▶ [WHAT YOU ARE ASKED TO DO]
When you write out the entries, keep every line exactly as it appears.

-=-=-

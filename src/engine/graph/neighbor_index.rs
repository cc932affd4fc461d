//! Spatial index over vertex positions.
//!
//! Loop-closure search needs all prior vertices within a radius of the
//! current position. The index is a k-d tree over the translation parts of
//! the `corrected_pose`s of one sensor's vertices. It is rebuilt before
//! every query round and discarded afterwards; building is cheap compared
//! to a single registration attempt, and an incrementally maintained tree
//! would go stale every time the solver rewrites the poses.

use crate::engine::graph::{PoseGraph, VertexId};
use kiddo::{KdTree, SquaredEuclidean};
use nalgebra::Vector3;

/// Disposable k-d index over the vertices of one sensor.
pub struct NeighborIndex {
    tree: KdTree<f64, 3>,
    vertex_ids: Vec<VertexId>,
}

impl NeighborIndex {
    /// Build an index over all vertices produced by the named sensor.
    pub fn build(graph: &PoseGraph, sensor: &str) -> Self {
        let vertices = graph.vertices_from_sensor(sensor);
        let mut tree: KdTree<f64, 3> = KdTree::new();
        let mut vertex_ids = Vec::with_capacity(vertices.len());

        for (row, vertex) in vertices.iter().enumerate() {
            let t = vertex.corrected_pose.translation;
            tree.add(&[t.x, t.y, t.z], row as u64);
            vertex_ids.push(vertex.id);
        }

        Self { tree, vertex_ids }
    }

    /// Number of indexed vertices.
    pub fn len(&self) -> usize {
        self.vertex_ids.len()
    }

    /// Whether the index is empty.
    pub fn is_empty(&self) -> bool {
        self.vertex_ids.is_empty()
    }

    /// Ids of all indexed vertices within `radius` of `point`, nearest
    /// first.
    pub fn radius_search(&self, point: &Vector3<f64>, radius: f64) -> Vec<VertexId> {
        self.tree
            .within::<SquaredEuclidean>(&[point.x, point.y, point.z], radius * radius)
            .into_iter()
            .map(|n| self.vertex_ids[n.item as usize])
            .collect()
    }
}

#[cfg(test)]
mod tests {
    use super::*;
    use crate::core::types::{PointCloud3D, PointCloudMeasurement, Transform};
    use std::sync::Arc;

    fn add_vertex(graph: &mut PoseGraph, sensor: &str, x: f64, y: f64) -> VertexId {
        let m = Arc::new(PointCloudMeasurement::new(0, "robot", sensor, PointCloud3D::new()));
        graph.add_vertex("v", m, Transform::from_translation(x, y, 0.0))
    }

    #[test]
    fn test_radius_search_finds_nearby_vertices() {
        let mut graph = PoseGraph::new();
        let near = add_vertex(&mut graph, "lidar", 0.5, 0.0);
        let far = add_vertex(&mut graph, "lidar", 10.0, 0.0);
        let origin = add_vertex(&mut graph, "lidar", 0.0, 0.0);

        let index = NeighborIndex::build(&graph, "lidar");
        assert_eq!(index.len(), 3);

        let found = index.radius_search(&Vector3::zeros(), 1.0);
        assert!(found.contains(&near));
        assert!(found.contains(&origin));
        assert!(!found.contains(&far));
    }

    #[test]
    fn test_index_is_sensor_scoped() {
        let mut graph = PoseGraph::new();
        add_vertex(&mut graph, "lidar", 0.0, 0.0);
        let sonar = add_vertex(&mut graph, "sonar", 0.1, 0.0);

        let index = NeighborIndex::build(&graph, "lidar");
        assert_eq!(index.len(), 1);
        let found = index.radius_search(&Vector3::zeros(), 1.0);
        assert!(!found.contains(&sonar));
    }

    #[test]
    fn test_empty_sensor_yields_empty_index() {
        let graph = PoseGraph::new();
        let index = NeighborIndex::build(&graph, "lidar");
        assert!(index.is_empty());
        assert!(index.radius_search(&Vector3::zeros(), 5.0).is_empty());
    }

    #[test]
    fn test_results_are_sorted_by_distance() {
        let mut graph = PoseGraph::new();
        let far = add_vertex(&mut graph, "lidar", 1.5, 0.0);
        let near = add_vertex(&mut graph, "lidar", 0.5, 0.0);

        let index = NeighborIndex::build(&graph, "lidar");
        let found = index.radius_search(&Vector3::zeros(), 2.0);
        assert_eq!(found, vec![near, far]);
    }
}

-=-=-

▶ [RESULT FOR THIS EXERCISE]
filename src/engine/graph/neighbor_index.rs
repository cc932affd4fc461d
//! Spatial index over vertex positions.
//!
//! Loop-closure search needs all prior vertices within a radius of the
//! current position. The index is a k-d tree over the translation parts of
//! the `corrected_pose`s of one sensor's vertices. It is rebuilt before
//! every query round and discarded afterwards; building is cheap compared
//! to a single registration attempt, and an incrementally maintained tree
//! would go stale every time the solver rewrites the poses.

use crate::engine::graph::{PoseGraph, VertexId};
use kiddo::{KdTree, SquaredEuclidean};
use nalgebra::Vector3;

/// Disposable k-d index over the vertices of one sensor.
pub struct NeighborIndex {
    tree: KdTree<f64, 3>,
    vertex_ids: Vec<VertexId>,
}

impl NeighborIndex {
    /// Build an index over all vertices produced by the named sensor.
    pub fn build(graph: &PoseGraph, sensor: &str) -> Self {
        let vertices = graph.vertices_from_sensor(sensor);
        let mut tree: KdTree<f64, 3> = KdTree::new();
        let mut vertex_ids = Vec::with_capacity(vertices.len());

        for (row, vertex) in vertices.iter().enumerate() {
            let t = vertex.corrected_pose.translation;
            tree.add(&[t.x, t.y, t.z], row as u64);
            vertex_ids.push(vertex.id);
        }

        Self { tree, vertex_ids }
    }

    /// Number of indexed vertices.
    pub fn len(&self) -> usize {
        self.vertex_ids.len()
    }

    /// Whether the index is empty.
    pub fn is_empty(&self) -> bool {
        self.vertex_ids.is_empty()
    }

    /// Ids of all indexed vertices within `radius` of `point`, nearest
    /// first.
    pub fn radius_search(&self, point: &Vector3<f64>, radius: f64) -> Vec<VertexId> {
        self.tree
            .within::<SquaredEuclidean>(&[point.x, point.y, point.z], radius * radius)
            .into_iter()
            .map(|n| self.vertex_ids[n.item as usize])
            .collect()
    }
}

#[cfg(test)]
mod tests {
    use super::*;
    use crate::core::types::{PointCloud3D, PointCloudMeasurement, Transform};
    use std::sync::Arc;

    fn add_vertex(graph: &mut PoseGraph, sensor: &str, x: f64, y: f64) -> VertexId {
        let m = Arc::new(PointCloudMeasurement::new(0, "robot", sensor, PointCloud3D::new()));
        graph.add_vertex("v", m, Transform::from_translation(x, y, 0.0))
    }

    #[test]
    fn test_radius_search_finds_nearby_vertices() {
        let mut graph = PoseGraph::new();
        let near = add_vertex(&mut graph, "lidar", 0.5, 0.0);
        let far = add_vertex(&mut graph, "lidar", 10.0, 0.0);
        let origin = add_vertex(&mut graph, "lidar", 0.0, 0.0);

        let index = NeighborIndex::build(&graph, "lidar");
        assert_eq!(index.len(), 3);

        let found = index.radius_search(&Vector3::zeros(), 1.0);
        assert!(found.contains(&near));
        assert!(found.contains(&origin));
        assert!(!found.contains(&far));
    }

    #[test]
    fn test_index_is_sensor_scoped() {
        let mut graph = PoseGraph::new();
        add_vertex(&mut graph, "lidar", 0.0, 0.0);
        let sonar = add_vertex(&mut graph, "sonar", 0.1, 0.0);

        let index = NeighborIndex::build(&graph, "lidar");
        assert_eq!(index.len(), 1);
        let found = index.radius_search(&Vector3::zeros(), 1.0);
        assert!(!found.contains(&sonar));
    }

    #[test]
    fn test_empty_sensor_yields_empty_index() {
        let graph = PoseGraph::new();
        let index = NeighborIndex::build(&graph, "lidar");
        assert!(index.is_empty());
        assert!(index.radius_search(&Vector3::zeros(), 5.0).is_empty());
    }

    #[test]
    fn test_results_are_sorted_by_distance() {
        let mut graph = PoseGraph::new();
        let far = add_vertex(&mut graph, "lidar", 1.5, 0.0);
        let near = add_vertex(&mut graph, "lidar", 0.5, 0.0);

        let index = NeighborIndex::build(&graph, "lidar");
        let found = index.radius_search(&Vector3::zeros(), 2.0);
        assert_eq!(found, vec![near, far]);
    }
}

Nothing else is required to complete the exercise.